Description of the task:
In full and without change, repeat the records shown below.

Data in this exercise:
#[cfg(test)]
mod tests {
    use super::*;
    use crate::util::math::{Quat, Vec3};

    fn config(max_saved_moves: usize, reset_threshold: f64) -> MovementConfig {
        MovementConfig {
            max_saved_moves,
            reset_threshold,
            ..Default::default()
        }
    }

    fn at(x: f32) -> KinematicSnapshot {
        KinematicSnapshot::at_rest(Vec3::new(x, 0.0, 0.0), Quat::IDENTITY)
    }

    /// Run one full move through the buffer and return its timestamp
    fn step(client: &mut ClientPredictionState, dt: f64) -> f64 {
        let input = QuantizedInput::new(1.0, 0.0, 0.0, 0.0, 0);
        client.begin_move(input, dt, &at(0.0));
        client.finish_move(&at(1.0)).map(|mv| mv.timestamp).unwrap()
    }

    #[test]
    fn test_moves_buffered_in_order() {
        let mut client = ClientPredictionState::new(&MovementConfig::default());
        let stamps: Vec<f64> = (0..5).map(|_| step(&mut client, 0.02)).collect();

        assert_eq!(client.saved_moves().len(), 5);
        for (i, ts) in stamps.iter().enumerate() {
            assert_eq!(client.find_index_by_timestamp(*ts), Some(i));
        }
        assert!(stamps.windows(2).all(|w| w[0] < w[1]));
        assert_eq!(client.find_index_by_timestamp(123.0), None);
    }

    #[test]
    fn test_acknowledge_removes_prefix() {
        let mut client = ClientPredictionState::new(&MovementConfig::default());
        let stamps: Vec<f64> = (0..6).map(|_| step(&mut client, 0.02)).collect();

        assert_eq!(client.acknowledge(2), 3);
        assert_eq!(client.saved_moves().len(), 3);
        assert_eq!(client.last_acked_move().map(|m| m.timestamp), Some(stamps[2]));
        assert_eq!(client.free_move_count(), 2);

        for ts in &stamps[..3] {
            assert_eq!(client.find_index_by_timestamp(*ts), None);
        }
        assert_eq!(client.find_index_by_timestamp(stamps[3]), Some(0));
    }

    #[test]
    fn test_acknowledge_out_of_range_is_noop() {
        let mut client = ClientPredictionState::new(&MovementConfig::default());
        step(&mut client, 0.02);
        assert_eq!(client.acknowledge(5), 0);
        assert_eq!(client.saved_moves().len(), 1);
        assert!(client.last_acked_move().is_none());
    }

    #[test]
    fn test_free_pool_is_bounded() {
        let mut client = ClientPredictionState::new(&MovementConfig::default());
        for _ in 0..60 {
            step(&mut client, 0.01);
        }
        client.acknowledge(58);
        assert_eq!(client.free_move_count(), 32);
        assert_eq!(client.saved_moves().len(), 1);
    }

    #[test]
    fn test_pooled_moves_are_cleared() {
        let mut client = ClientPredictionState::new(&MovementConfig::default());
        step(&mut client, 0.02);
        step(&mut client, 0.02);
        client.acknowledge(1);
        let mv = client.create_move();
        assert_eq!(mv, SavedMove::default());
    }

    #[test]
    fn test_overflow_discards_entire_buffer() {
        let mut client = ClientPredictionState::new(&config(4, 240.0));
        for _ in 0..4 {
            step(&mut client, 0.02);
        }
        assert_eq!(client.saved_moves().len(), 4);

        let _ = client.create_move();
        assert!(client.saved_moves().is_empty());
        assert_eq!(client.overflow_count(), 1);
    }

    #[test]
    fn test_overflow_keeps_only_the_new_move() {
        let mut client = ClientPredictionState::new(&config(4, 240.0));
        for _ in 0..5 {
            step(&mut client, 0.02);
        }
        assert_eq!(client.saved_moves().len(), 1);
    }

    #[test]
    fn test_delta_time_derived_from_timestamps() {
        let mut client = ClientPredictionState::new(&MovementConfig::default());
        let first = client.update_timestamp_and_delta_time(0.016);
        assert_eq!(first, 0.016);
        step(&mut client, 0.0);

        let previous = client.saved_moves().back().map(|m| m.timestamp).unwrap();
        let dt = client.update_timestamp_and_delta_time(0.02);
        assert_eq!(dt, client.current_timestamp() - previous);
    }

    #[test]
    fn test_delta_time_clamped() {
        let mut client = ClientPredictionState::new(&MovementConfig::default());
        step(&mut client, 0.02);
        assert_eq!(client.update_timestamp_and_delta_time(0.5), 0.125);
    }

    #[test]
    fn test_timestamp_reset_invalidates_history() {
        let mut client = ClientPredictionState::new(&config(96, 1.0));
        let stamps: Vec<f64> = (0..4).map(|_| step(&mut client, 0.3)).collect();
        client.acknowledge(1);
        assert!(client.current_timestamp() > 1.0);

        let after_reset = step(&mut client, 0.3);
        assert!(after_reset < stamps[1]);
        assert!(client.last_acked_move().unwrap().invalidated_by_reset);
        assert!(client.saved_moves()[0].invalidated_by_reset);
        assert!(!client.saved_moves()[2].invalidated_by_reset);

        // Post-reset stamp is below the last ack but must still be found
        assert_eq!(client.find_index_by_timestamp(after_reset), Some(2));
        // The first move after a reset uses the raw delta
        assert_eq!(client.saved_moves()[2].delta_time, 0.3);
    }

    #[test]
    fn test_good_ack() {
        let mut client = ClientPredictionState::new(&MovementConfig::default());
        let ts = step(&mut client, 0.02);
        step(&mut client, 0.02);

        assert_eq!(client.handle_ack_good(ts), AckOutcome::Acknowledged { released: 1 });
        assert_eq!(client.handle_ack_good(ts), AckOutcome::Unmatched);
        assert!(!client.needs_replay());
    }

    #[test]
    fn test_bad_ack_snaps_and_requests_replay() {
        let mut client = ClientPredictionState::new(&MovementConfig::default());
        let ts = step(&mut client, 0.02);
        step(&mut client, 0.02);

        let mut state = at(1.0);
        let outcome = client.handle_ack_bad(ts, &at(7.5), &mut state);
        assert_eq!(outcome, AckOutcome::Corrected { released: 1 });
        assert_eq!(state, at(7.5));
        assert!(client.needs_replay());
        assert!(client.take_replay_request());
        assert!(!client.needs_replay());
    }

    #[test]
    fn test_unmatched_bad_ack_is_ignored() {
        let mut client = ClientPredictionState::new(&MovementConfig::default());
        step(&mut client, 0.02);

        let mut state = at(1.0);
        assert_eq!(client.handle_ack_bad(99.0, &at(7.5), &mut state), AckOutcome::Unmatched);
        assert_eq!(state, at(1.0));
        assert!(!client.needs_replay());
    }

    #[test]
    fn test_finish_without_begin() {
        let mut client = ClientPredictionState::new(&MovementConfig::default());
        assert!(client.finish_move(&at(0.0)).is_none());
        assert!(client.saved_moves().is_empty());
    }
}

Solution to this problem:
#[cfg(test)]
mod tests {
    use super::*;
    use crate::util::math::{Quat, Vec3};

    fn config(max_saved_moves: usize, reset_threshold: f64) -> MovementConfig {
        MovementConfig {
            max_saved_moves,
            reset_threshold,
            ..Default::default()
        }
    }

    fn at(x: f32) -> KinematicSnapshot {
        KinematicSnapshot::at_rest(Vec3::new(x, 0.0, 0.0), Quat::IDENTITY)
    }

    /// Run one full move through the buffer and return its timestamp
    fn step(client: &mut ClientPredictionState, dt: f64) -> f64 {
        let input = QuantizedInput::new(1.0, 0.0, 0.0, 0.0, 0);
        client.begin_move(input, dt, &at(0.0));
        client.finish_move(&at(1.0)).map(|mv| mv.timestamp).unwrap()
    }

    #[test]
    fn test_moves_buffered_in_order() {
        let mut client = ClientPredictionState::new(&MovementConfig::default());
        let stamps: Vec<f64> = (0..5).map(|_| step(&mut client, 0.02)).collect();

        assert_eq!(client.saved_moves().len(), 5);
        for (i, ts) in stamps.iter().enumerate() {
            assert_eq!(client.find_index_by_timestamp(*ts), Some(i));
        }
        assert!(stamps.windows(2).all(|w| w[0] < w[1]));
        assert_eq!(client.find_index_by_timestamp(123.0), None);
    }

    #[test]
    fn test_acknowledge_removes_prefix() {
        let mut client = ClientPredictionState::new(&MovementConfig::default());
        let stamps: Vec<f64> = (0..6).map(|_| step(&mut client, 0.02)).collect();

        assert_eq!(client.acknowledge(2), 3);
        assert_eq!(client.saved_moves().len(), 3);
        assert_eq!(client.last_acked_move().map(|m| m.timestamp), Some(stamps[2]));
        assert_eq!(client.free_move_count(), 2);

        for ts in &stamps[..3] {
            assert_eq!(client.find_index_by_timestamp(*ts), None);
        }
        assert_eq!(client.find_index_by_timestamp(stamps[3]), Some(0));
    }

    #[test]
    fn test_acknowledge_out_of_range_is_noop() {
        let mut client = ClientPredictionState::new(&MovementConfig::default());
        step(&mut client, 0.02);
        assert_eq!(client.acknowledge(5), 0);
        assert_eq!(client.saved_moves().len(), 1);
        assert!(client.last_acked_move().is_none());
    }

    #[test]
    fn test_free_pool_is_bounded() {
        let mut client = ClientPredictionState::new(&MovementConfig::default());
        for _ in 0..60 {
            step(&mut client, 0.01);
        }
        client.acknowledge(58);
        assert_eq!(client.free_move_count(), 32);
        assert_eq!(client.saved_moves().len(), 1);
    }

    #[test]
    fn test_pooled_moves_are_cleared() {
        let mut client = ClientPredictionState::new(&MovementConfig::default());
        step(&mut client, 0.02);
        step(&mut client, 0.02);
        client.acknowledge(1);
        let mv = client.create_move();
        assert_eq!(mv, SavedMove::default());
    }

    #[test]
    fn test_overflow_discards_entire_buffer() {
        let mut client = ClientPredictionState::new(&config(4, 240.0));
        for _ in 0..4 {
            step(&mut client, 0.02);
        }
        assert_eq!(client.saved_moves().len(), 4);

        let _ = client.create_move();
        assert!(client.saved_moves().is_empty());
        assert_eq!(client.overflow_count(), 1);
    }

    #[test]
    fn test_overflow_keeps_only_the_new_move() {
        let mut client = ClientPredictionState::new(&config(4, 240.0));
        for _ in 0..5 {
            step(&mut client, 0.02);
        }
        assert_eq!(client.saved_moves().len(), 1);
    }

    #[test]
    fn test_delta_time_derived_from_timestamps() {
        let mut client = ClientPredictionState::new(&MovementConfig::default());
        let first = client.update_timestamp_and_delta_time(0.016);
        assert_eq!(first, 0.016);
        step(&mut client, 0.0);

        let previous = client.saved_moves().back().map(|m| m.timestamp).unwrap();
        let dt = client.update_timestamp_and_delta_time(0.02);
        assert_eq!(dt, client.current_timestamp() - previous);
    }

    #[test]
    fn test_delta_time_clamped() {
        let mut client = ClientPredictionState::new(&MovementConfig::default());
        step(&mut client, 0.02);
        assert_eq!(client.update_timestamp_and_delta_time(0.5), 0.125);
    }

    #[test]
    fn test_timestamp_reset_invalidates_history() {
        let mut client = ClientPredictionState::new(&config(96, 1.0));
        let stamps: Vec<f64> = (0..4).map(|_| step(&mut client, 0.3)).collect();
        client.acknowledge(1);
        assert!(client.current_timestamp() > 1.0);

        let after_reset = step(&mut client, 0.3);
        assert!(after_reset < stamps[1]);
        assert!(client.last_acked_move().unwrap().invalidated_by_reset);
        assert!(client.saved_moves()[0].invalidated_by_reset);
        assert!(!client.saved_moves()[2].invalidated_by_reset);

        // Post-reset stamp is below the last ack but must still be found
        assert_eq!(client.find_index_by_timestamp(after_reset), Some(2));
        // The first move after a reset uses the raw delta
        assert_eq!(client.saved_moves()[2].delta_time, 0.3);
    }

    #[test]
    fn test_good_ack() {
        let mut client = ClientPredictionState::new(&MovementConfig::default());
        let ts = step(&mut client, 0.02);
        step(&mut client, 0.02);

        assert_eq!(client.handle_ack_good(ts), AckOutcome::Acknowledged { released: 1 });
        assert_eq!(client.handle_ack_good(ts), AckOutcome::Unmatched);
        assert!(!client.needs_replay());
    }

    #[test]
    fn test_bad_ack_snaps_and_requests_replay() {
        let mut client = ClientPredictionState::new(&MovementConfig::default());
        let ts = step(&mut client, 0.02);
        step(&mut client, 0.02);

        let mut state = at(1.0);
        let outcome = client.handle_ack_bad(ts, &at(7.5), &mut state);
        assert_eq!(outcome, AckOutcome::Corrected { released: 1 });
        assert_eq!(state, at(7.5));
        assert!(client.needs_replay());
        assert!(client.take_replay_request());
        assert!(!client.needs_replay());
    }

    #[test]
    fn test_unmatched_bad_ack_is_ignored() {
        let mut client = ClientPredictionState::new(&MovementConfig::default());
        step(&mut client, 0.02);

        let mut state = at(1.0);
        assert_eq!(client.handle_ack_bad(99.0, &at(7.5), &mut state), AckOutcome::Unmatched);
        assert_eq!(state, at(1.0));
        assert!(!client.needs_replay());
    }

    #[test]
    fn test_finish_without_begin() {
        let mut client = ClientPredictionState::new(&MovementConfig::default());
        assert!(client.finish_move(&at(0.0)).is_none());
        assert!(client.saved_moves().is_empty());
    }
}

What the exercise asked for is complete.